DATASET RECORDS:

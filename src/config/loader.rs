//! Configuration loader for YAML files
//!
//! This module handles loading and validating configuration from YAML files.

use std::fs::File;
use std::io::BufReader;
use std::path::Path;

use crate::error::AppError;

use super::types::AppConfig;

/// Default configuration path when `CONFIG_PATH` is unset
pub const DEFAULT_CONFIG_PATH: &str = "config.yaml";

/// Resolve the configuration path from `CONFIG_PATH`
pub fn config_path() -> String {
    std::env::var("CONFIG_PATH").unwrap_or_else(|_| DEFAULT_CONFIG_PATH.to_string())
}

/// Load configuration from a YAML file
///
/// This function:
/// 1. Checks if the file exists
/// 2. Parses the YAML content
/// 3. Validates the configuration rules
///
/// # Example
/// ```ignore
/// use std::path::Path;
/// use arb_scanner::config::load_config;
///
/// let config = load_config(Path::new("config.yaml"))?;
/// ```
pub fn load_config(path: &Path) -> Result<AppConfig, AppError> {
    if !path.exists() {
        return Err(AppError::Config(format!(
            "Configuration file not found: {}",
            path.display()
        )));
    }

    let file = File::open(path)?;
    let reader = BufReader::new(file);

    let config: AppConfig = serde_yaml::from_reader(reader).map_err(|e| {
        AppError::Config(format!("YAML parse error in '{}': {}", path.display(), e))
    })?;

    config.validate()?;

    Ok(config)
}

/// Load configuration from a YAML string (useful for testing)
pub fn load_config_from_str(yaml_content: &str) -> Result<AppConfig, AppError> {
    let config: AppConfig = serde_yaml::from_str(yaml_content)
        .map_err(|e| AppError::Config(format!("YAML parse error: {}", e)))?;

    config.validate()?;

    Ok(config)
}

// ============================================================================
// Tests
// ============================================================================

TASK: Output each line exactly, from the first line of the data down to the line that contains "pub const DEFAULT_CONFIG_PATH: &str", both included.

THE ANSWER:
filename src/config/loader.rs
//! Configuration loader for YAML files
//!
//! This module handles loading and validating configuration from YAML files.

use std::fs::File;
use std::io::BufReader;
use std::path::Path;

use crate::error::AppError;

use super::types::AppConfig;

/// Default configuration path when `CONFIG_PATH` is unset
pub const DEFAULT_CONFIG_PATH: &str = "config.yaml";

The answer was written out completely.